The United States Federal Reserve is experiencing record demand for the short-term bonds it’s selling to focus on longer-maturity debt, a sign that the economic strength evidenced this October may well be illusory. Traders bid almost 750 billion dollars for the 54.4 billion dollars of securities due to mature from 2012 to 2014 that the central bank has put on the market since Sept. 23. This nearly 14-1 ratio far surpasses the average 3-to-1 bid that the Treasury has received for the nearly 1.8 trillion dollars of new debt it auctioned this year.
Increasing demand for short-maturity debt indicates that fixed-income investors remain concerned that the European debt crisis may not improve, slowing global growth after reports in October on the strength of the US economy suggested a resurgence. The bids suggest that government borrowing costs may stay at near record lows while the U.S. increases borrowing to finance its massive budget deficit. "The European meltdown has essentially slammed the door on what so many reserve managers thought would prove to be their most stable venue for diversifying away from the U.S. dollar," stated Charles Browning, senior investment strategist at New York based investment firm Global Partners Securities, in a memo released November 9th. "Against that backdrop, the U.S. Treasury market is looking better than ever."
Current indicators predict that unemployment will only drop to somewhere near 8 percent in 2013. That view is more pessimistic than on Aug. 9, when the Fed pledged to hold the funds rate to zero until at least the third quarter of 2013. Their forecast at that time was for the unemployment rate to dip to a range of 7 to 7.5 percent over the same period. "That’s an extremely significant move in the long-term unemployment rate and suggests it’s going to be a very long time before we see a rate bump", said Browning. "This suggests that short-term securities present real value, and we here at Global Partners Securities are looking to any increase in yield in these securities to start adding."
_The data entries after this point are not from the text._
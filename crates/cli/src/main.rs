use std::io::{self, BufRead, Write};
use std::process::ExitCode;
use std::time::Duration;

use clap::Parser;
use rtsp::{AbsoluteControl, Negotiator, RedirectConfig, TransportConfig};

/// Shown instead of negotiating when no address was given.
const NO_ADDRESS: &str = "Error: No URL Entered";

#[derive(Parser)]
#[command(
    name = "rtsp-redirect",
    about = "Resolve the address an RTSP stream is actually delivered from"
)]
struct Args {
    /// Stream address (rtsp://host[:port]/path). Prompted for when omitted.
    address: Option<String>,

    /// Request reverse playback from live instead of the live stream
    #[arg(long, short)]
    playback: bool,

    /// Maximum number of PLAY requests while following redirects
    #[arg(long, default_value_t = 20, value_parser = clap::value_parser!(u32).range(1..))]
    max_redirects: u32,

    /// TCP connect timeout in milliseconds (0 waits indefinitely)
    #[arg(long, default_value_t = 10_000)]
    connect_timeout_ms: u64,

    /// Per-response read timeout in milliseconds (0 waits indefinitely)
    #[arg(long, default_value_t = 10_000)]
    read_timeout_ms: u64,

    /// Receive buffer size in bytes; larger responses are rejected
    #[arg(long, default_value_t = 5000, value_parser = clap::value_parser!(u64).range(64..))]
    buffer_size: u64,

    /// User-Agent header sent with every request
    #[arg(long)]
    user_agent: Option<String>,

    /// SETUP an absolute a=control: URI instead of the request address
    #[arg(long)]
    use_absolute_control: bool,
}

impl Args {
    fn config(&self) -> RedirectConfig {
        let millis = |ms: u64| (ms > 0).then(|| Duration::from_millis(ms));
        let mut config = RedirectConfig {
            max_redirects: self.max_redirects,
            absolute_control: if self.use_absolute_control {
                AbsoluteControl::Use
            } else {
                AbsoluteControl::Ignore
            },
            transport: TransportConfig {
                connect_timeout: millis(self.connect_timeout_ms),
                read_timeout: millis(self.read_timeout_ms),
                write_timeout: millis(self.read_timeout_ms),
                buffer_size: self.buffer_size as usize,
            },
            ..RedirectConfig::default()
        };
        if let Some(user_agent) = &self.user_agent {
            config.user_agent = user_agent.clone();
        }
        config
    }
}

/// Prompt for an address on stdin.
fn prompt_address() -> io::Result<String> {
    print!("Enter RTSP Address: ");
    io::stdout().flush()?;
    let mut input = String::new();
    io::stdin().lock().read_line(&mut input)?;
    Ok(input)
}

fn main() -> ExitCode {
    tracing_subscriber::fmt().with_writer(io::stderr).init();

    let args = Args::parse();

    let address = match &args.address {
        Some(address) => address.clone(),
        None => match prompt_address() {
            Ok(address) => address,
            Err(e) => {
                eprintln!("Failed to read address: {}", e);
                return ExitCode::FAILURE;
            }
        },
    };
    let address = address.trim();

    if address.is_empty() {
        println!("{}", NO_ADDRESS);
        return ExitCode::FAILURE;
    }

    let negotiator = Negotiator::with_config(args.config());
    tracing::debug!(address, playback = args.playback, "starting negotiation");

    match negotiator.obtain_redirect(address, args.playback) {
        Ok(resolved) => {
            println!("{}", resolved);
            ExitCode::SUCCESS
        }
        Err(e) => {
            println!("{}", e);
            ExitCode::FAILURE
        }
    }
}
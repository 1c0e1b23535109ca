use std::fmt;

use crate::error::{Result, RtspError};

/// Client RTP/RTCP receive ports advertised in SETUP.
///
/// RTP wants an even port and RTCP takes the next one (RFC 3550 §11).
/// No socket is bound to these ports: the resolver never receives media.
#[derive(Debug, Clone, Copy, PartialEq, Eq)]
pub struct ClientPorts {
    pub rtp: u16,
    pub rtcp: u16,
}

impl ClientPorts {
    /// Derive the pair from the control connection's local port: one above
    /// it, bumped to the next even number.
    ///
    /// ```
    /// use rtsp_redirect::session::transport::ClientPorts;
    ///
    /// let ports = ClientPorts::from_local_port(50000).unwrap();
    /// assert_eq!((ports.rtp, ports.rtcp), (50002, 50003));
    ///
    /// let ports = ClientPorts::from_local_port(50001).unwrap();
    /// assert_eq!((ports.rtp, ports.rtcp), (50002, 50003));
    /// ```
    pub fn from_local_port(local_port: u16) -> Result<Self> {
        let mut rtp = u32::from(local_port) + 1;
        if rtp % 2 == 1 {
            rtp += 1;
        }
        let rtp = u16::try_from(rtp).map_err(|_| RtspError::PortRangeExhausted)?;
        let rtcp = rtp.checked_add(1).ok_or(RtspError::PortRangeExhausted)?;
        Ok(ClientPorts { rtp, rtcp })
    }
}

/// Delivery mode requested in the `Transport` header.
#[derive(Debug, Clone, Copy, PartialEq, Eq)]
pub enum CastMode {
    Unicast,
    Multicast,
}

impl CastMode {
    pub fn as_str(&self) -> &'static str {
        match self {
            CastMode::Unicast => "unicast",
            CastMode::Multicast => "multicast",
        }
    }
}

/// The `Transport` header sent with SETUP (RFC 2326 §12.39).
///
/// ```text
/// Transport: RTP/AVP;unicast;client_port=50002-50003
/// ```
#[derive(Debug, Clone, PartialEq, Eq)]
pub struct TransportHeader {
    pub mode: CastMode,
    pub client_ports: ClientPorts,
}

impl TransportHeader {
    pub fn new(multicast: bool, client_ports: ClientPorts) -> Self {
        let mode = if multicast {
            CastMode::Multicast
        } else {
            CastMode::Unicast
        };
        TransportHeader { mode, client_ports }
    }

    /// Parse a `Transport` header value of the form this client sends.
    ///
    /// Looks for the cast mode and `client_port=RTP-RTCP` among
    /// semicolon-separated parameters.
    ///
    /// ```
    /// use rtsp_redirect::session::transport::{CastMode, TransportHeader};
    ///
    /// let th = TransportHeader::parse("RTP/AVP;multicast;client_port=8000-8001").unwrap();
    /// assert_eq!(th.mode, CastMode::Multicast);
    /// assert_eq!(th.client_ports.rtp, 8000);
    ///
    /// assert!(TransportHeader::parse("RTP/AVP;unicast").is_none());
    /// ```
    pub fn parse(header: &str) -> Option<Self> {
        let mut mode = CastMode::Unicast;
        let mut client_ports = None;

        for part in header.split(';') {
            let part = part.trim();
            if part == "multicast" {
                mode = CastMode::Multicast;
            } else if let Some(ports) = part.strip_prefix("client_port=") {
                let (rtp, rtcp) = ports.split_once('-')?;
                client_ports = Some(ClientPorts {
                    rtp: rtp.parse().ok()?,
                    rtcp: rtcp.parse().ok()?,
                });
            }
        }

        Some(TransportHeader {
            mode,
            client_ports: client_ports?,
        })
    }
}

impl fmt::Display for TransportHeader {
    fn fmt(&self, f: &mut fmt::Formatter<'_>) -> fmt::Result {
        write!(
            f,
            "RTP/AVP;{};client_port={}-{}",
            self.mode.as_str(),
            self.client_ports.rtp,
            self.client_ports.rtcp
        )
    }
}
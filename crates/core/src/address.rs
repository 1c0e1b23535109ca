//! RTSP stream addresses (`rtsp://host[:port]/path`).

use std::fmt;

use crate::error::{Result, RtspError};

/// URL scheme every stream address must start with.
pub const SCHEME: &str = "rtsp://";

/// RTSP well-known port (RFC 2326 §3.2), used when the address omits one.
pub const DEFAULT_PORT: u16 = 554;

/// Marker that selects multicast transport in SETUP.
const MULTICAST_HINT: &str = "multicast=true";

/// A validated stream address.
///
/// The original text is kept untouched: it goes on the wire as the
/// Request-URI and is returned as-is when it turns out to be the final
/// delivery address.
#[derive(Debug, Clone, PartialEq, Eq)]
pub struct StreamAddress {
    raw: String,
    host: String,
    port: u16,
    path: String,
}

impl StreamAddress {
    /// Parse and validate an address.
    ///
    /// # Examples
    ///
    /// ```
    /// use rtsp_redirect::StreamAddress;
    ///
    /// let addr = StreamAddress::parse("rtsp://10.0.0.5/stream?multicast=true").unwrap();
    /// assert_eq!(addr.host(), "10.0.0.5");
    /// assert_eq!(addr.port(), 554);
    /// assert!(addr.is_multicast());
    ///
    /// assert!(StreamAddress::parse("http://10.0.0.5/stream").is_err());
    /// ```
    pub fn parse(raw: &str) -> Result<Self> {
        let invalid = || RtspError::InvalidAddress {
            address: raw.to_string(),
        };

        let after_scheme = raw.strip_prefix(SCHEME).ok_or_else(invalid)?;
        let authority_end = after_scheme
            .find(['/', '?', '#'])
            .unwrap_or(after_scheme.len());
        let (authority, path) = after_scheme.split_at(authority_end);

        // Drop any userinfo; credentials are not used.
        let host_port = authority.rsplit('@').next().unwrap_or(authority);

        let (host, port) = if let Some(rest) = host_port.strip_prefix('[') {
            let close = rest.find(']').ok_or_else(invalid)?;
            let host = &rest[..close];
            let port = match &rest[close + 1..] {
                "" => None,
                p => Some(p.strip_prefix(':').ok_or_else(invalid)?),
            };
            (host, port)
        } else {
            match host_port.rsplit_once(':') {
                Some((host, port)) => (host, Some(port)),
                None => (host_port, None),
            }
        };

        if host.trim().is_empty() {
            return Err(invalid());
        }

        let port = match port {
            None | Some("") => DEFAULT_PORT,
            Some(p) => p.parse::<u16>().map_err(|_| invalid())?,
        };

        Ok(StreamAddress {
            raw: raw.to_string(),
            host: host.to_string(),
            port,
            path: path.to_string(),
        })
    }

    pub fn as_str(&self) -> &str {
        &self.raw
    }

    pub fn host(&self) -> &str {
        &self.host
    }

    pub fn port(&self) -> u16 {
        self.port
    }

    /// Path, query and fragment following the authority (may be empty).
    pub fn path(&self) -> &str {
        &self.path
    }

    /// Whether the address carries the `multicast=true` hint.
    pub fn is_multicast(&self) -> bool {
        self.raw.contains(MULTICAST_HINT)
    }
}

impl fmt::Display for StreamAddress {
    fn fmt(&self, f: &mut fmt::Formatter<'_>) -> fmt::Result {
        f.write_str(&self.raw)
    }
}
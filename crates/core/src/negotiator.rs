use crate::address::StreamAddress;
use crate::error::{ParseErrorKind, Result, RtspError};
use crate::protocol::{AbsoluteControl, Method, RtspRequest, RtspResponse, resolve_control_uri};
use crate::session::{ClientPorts, Session, SessionState};
use crate::transport::{Connection, Connector, TcpConnector, TransportConfig};

/// Upper bound on PLAY attempts while following redirects.
pub const DEFAULT_MAX_REDIRECTS: u32 = 20;

/// Client identification string sent in every request (RFC 2326 §12.41).
pub const USER_AGENT: &str = concat!("rtsp-redirect/", env!("CARGO_PKG_VERSION"));

/// `Scale` header value requesting reverse playback from live (RFC 2326 §12.34).
const PLAYBACK_SCALE: &str = "-1.000000";

/// Negotiation settings.
#[derive(Debug, Clone)]
pub struct RedirectConfig {
    /// `User-Agent` header value.
    pub user_agent: String,
    /// Maximum number of PLAY requests before giving up on redirects.
    pub max_redirects: u32,
    /// Handling of absolute `a=control:` values in DESCRIBE.
    pub absolute_control: AbsoluteControl,
    /// Socket deadlines and receive buffer size.
    pub transport: TransportConfig,
}

impl Default for RedirectConfig {
    fn default() -> Self {
        Self {
            user_agent: USER_AGENT.to_string(),
            max_redirects: DEFAULT_MAX_REDIRECTS,
            absolute_control: AbsoluteControl::default(),
            transport: TransportConfig::default(),
        }
    }
}

/// Resolves the address a stream is actually delivered from.
///
/// Runs OPTIONS → DESCRIBE → SETUP → PLAY over one control connection and
/// follows `302` answers to PLAY: each hop tears the current session down
/// and repeats the handshake against the `Location` target on the same
/// connection, with the `CSeq` counter carried over. The connection is
/// closed exactly once on every path after it was opened.
pub struct Negotiator<C: Connector = TcpConnector> {
    connector: C,
    config: RedirectConfig,
}

impl Negotiator<TcpConnector> {
    pub fn new() -> Self {
        Self::with_config(RedirectConfig::default())
    }

    /// Create a TCP negotiator with custom settings.
    pub fn with_config(config: RedirectConfig) -> Self {
        Self {
            connector: TcpConnector::new(config.transport.clone()),
            config,
        }
    }
}

impl Default for Negotiator<TcpConnector> {
    fn default() -> Self {
        Self::new()
    }
}

impl<C: Connector> Negotiator<C> {
    /// Create a negotiator over a custom transport.
    pub fn with_connector(connector: C, config: RedirectConfig) -> Self {
        Self { connector, config }
    }

    pub fn config(&self) -> &RedirectConfig {
        &self.config
    }

    /// Negotiate `address` and return the final delivery address.
    ///
    /// With `playback` set, PLAY asks for reverse playback from live
    /// (`Scale: -1.000000`) instead of the live stream.
    pub fn obtain_redirect(&self, address: &str, playback: bool) -> Result<String> {
        let target = StreamAddress::parse(address)?;

        tracing::info!(address = %target, playback, "negotiating stream address");

        let mut conn = self.connector.connect(&target)?;
        let result = self.negotiate(&mut conn, target, playback);
        conn.close();

        match &result {
            Ok(resolved) => tracing::info!(address, %resolved, "redirect resolved"),
            Err(e) => tracing::warn!(address, error = %e, "negotiation failed"),
        }
        result
    }

    fn negotiate(
        &self,
        conn: &mut C::Connection,
        target: StreamAddress,
        playback: bool,
    ) -> Result<String> {
        let client_ports = ClientPorts::from_local_port(conn.local_port()?)?;
        let mut exchange = Exchange {
            conn,
            config: &self.config,
            session: Session::new(target, client_ports, playback),
        };

        let result = exchange.run();
        if result.is_err() {
            exchange.session.set_state(SessionState::Failed);
        }
        result
    }
}

/// Resolve `address` with default settings over TCP.
pub fn obtain_redirect(address: &str, playback: bool) -> Result<String> {
    Negotiator::new().obtain_redirect(address, playback)
}

enum PlayOutcome {
    Playing,
    Redirect(StreamAddress),
}

/// One negotiation in flight: the connection, the settings and the session.
struct Exchange<'a, T: Connection> {
    conn: &'a mut T,
    config: &'a RedirectConfig,
    session: Session,
}

impl<T: Connection> Exchange<'_, T> {
    fn run(&mut self) -> Result<String> {
        self.handshake()?;

        for attempt in 1..=self.config.max_redirects {
            match self.play()? {
                PlayOutcome::Playing => {
                    let resolved = self.session.target.as_str().to_string();
                    self.final_teardown()?;
                    return Ok(resolved);
                }
                PlayOutcome::Redirect(next) => {
                    tracing::info!(
                        hop = attempt,
                        from = %self.session.target,
                        to = %next,
                        "following redirect"
                    );
                    self.teardown()?;
                    self.session.retarget(next);
                    self.handshake()?;
                }
            }
        }

        if let Err(e) = self.teardown() {
            tracing::warn!(error = %e, "teardown after redirect limit failed");
        }
        Err(RtspError::RedirectExhausted {
            hops: self.config.max_redirects,
        })
    }

    /// OPTIONS → DESCRIBE → SETUP against the current target.
    fn handshake(&mut self) -> Result<()> {
        self.options()?;
        self.describe()?;
        self.setup()
    }

    fn request(&mut self, method: Method, uri: &str) -> RtspRequest {
        RtspRequest::new(method, uri)
            .cseq(self.session.next_cseq())
            .header("User-Agent", &self.config.user_agent)
    }

    fn send(&mut self, request: RtspRequest) -> Result<RtspResponse> {
        tracing::debug!(
            method = %request.method,
            uri = %request.uri,
            cseq = request.get_header("CSeq").unwrap_or(""),
            "request"
        );

        let raw = self.conn.send(&request.serialize())?;
        let response = RtspResponse::parse(&raw)?;

        tracing::debug!(
            method = %request.method,
            status = response.status_code,
            "response"
        );
        Ok(response)
    }

    fn session_header(&self) -> String {
        self.session.session_id.clone().unwrap_or_default()
    }

    fn options(&mut self) -> Result<()> {
        let uri = self.session.target.as_str().to_string();
        let request = self.request(Method::Options, &uri);
        let response = self.send(request)?;

        if matches!(response.status_code, 301 | 302) {
            tracing::warn!(status = response.status_code, "redirect on OPTIONS is not followed");
        }
        expect_ok(response)?;

        self.session.set_state(SessionState::OptionsOk);
        Ok(())
    }

    fn describe(&mut self) -> Result<()> {
        let uri = self.session.target.as_str().to_string();
        let request = self
            .request(Method::Describe, &uri)
            .header("Accept", "application/sdp");
        let response = expect_ok(self.send(request)?)?;

        self.session.control_uri = resolve_control_uri(&response, self.config.absolute_control)?;
        tracing::debug!(setup_uri = self.session.setup_uri(), "control URI resolved");

        self.session.set_state(SessionState::Described);
        Ok(())
    }

    fn setup(&mut self) -> Result<()> {
        let uri = self.session.setup_uri().to_string();
        let transport = self.session.transport_header().to_string();
        let request = self
            .request(Method::Setup, &uri)
            .header("Transport", &transport);
        let response = expect_ok(self.send(request)?)?;

        let session_id = response.session_id().ok_or_else(|| {
            RtspError::parse(ParseErrorKind::MissingSession {
                response: response.raw.clone(),
            })
        })?;
        tracing::debug!(session_id, "session established");
        self.session.session_id = Some(session_id);

        self.session.set_state(SessionState::SetupOk);
        Ok(())
    }

    fn play(&mut self) -> Result<PlayOutcome> {
        let uri = self.session.target.as_str().to_string();
        let session_id = self.session_header();
        let mut request = self
            .request(Method::Play, &uri)
            .header("Session", &session_id);
        if self.session.playback {
            request = request.header("Scale", PLAYBACK_SCALE);
        }
        let response = self.send(request)?;

        match response.status_code {
            200 => {
                self.session.set_state(SessionState::Playing);
                Ok(PlayOutcome::Playing)
            }
            302 => {
                let location = response.location().ok_or_else(|| {
                    RtspError::parse(ParseErrorKind::MissingLocation {
                        response: response.raw.clone(),
                    })
                })?;
                let next = StreamAddress::parse(location).map_err(|_| {
                    RtspError::parse(ParseErrorKind::MalformedLocation {
                        location: location.to_string(),
                    })
                })?;
                self.session.set_state(SessionState::RedirectPending);
                Ok(PlayOutcome::Redirect(next))
            }
            _ => Err(protocol_error(response)),
        }
    }

    fn teardown(&mut self) -> Result<()> {
        let uri = self.session.target.as_str().to_string();
        let session_id = self.session_header();
        let request = self
            .request(Method::Teardown, &uri)
            .header("Session", &session_id);
        expect_ok(self.send(request)?)?;
        tracing::debug!(session_id, "session torn down");
        Ok(())
    }

    /// TEARDOWN after a successful PLAY. A non-200 here fails the whole call.
    fn final_teardown(&mut self) -> Result<()> {
        match self.teardown() {
            Err(RtspError::Protocol { status, response }) => {
                Err(RtspError::Teardown { status, response })
            }
            Err(e) => Err(e),
            Ok(()) => {
                self.session.set_state(SessionState::TornDown);
                Ok(())
            }
        }
    }
}

fn expect_ok(response: RtspResponse) -> Result<RtspResponse> {
    if response.is_ok() {
        Ok(response)
    } else {
        Err(protocol_error(response))
    }
}

fn protocol_error(response: RtspResponse) -> RtspError {
    RtspError::Protocol {
        status: response.status_code,
        response: response.raw,
    }
}
pub mod person;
Increasing demand from foreign buyers seeking safety is bolstering the U.S. dollar’s status as the world’s true reserve currency, significantly raising demand for Treasuries. Net foreign purchases of Treasury notes and bonds rose to over 88 billion dollars in August from 16.5 billion in July, per Treasury Department data. "Treasuries remain the safest and most liquid instruments available and the dollar is still the world’s reserve currency. Particularly given the current situation throughout world markets, these attributes are more valuable than ever," confirmed Browning. "While it should be noted that yields will be limited by prospects for growth and inflation, we think these risks (at least with respect to 3 to 5 year instruments) are relatively minor."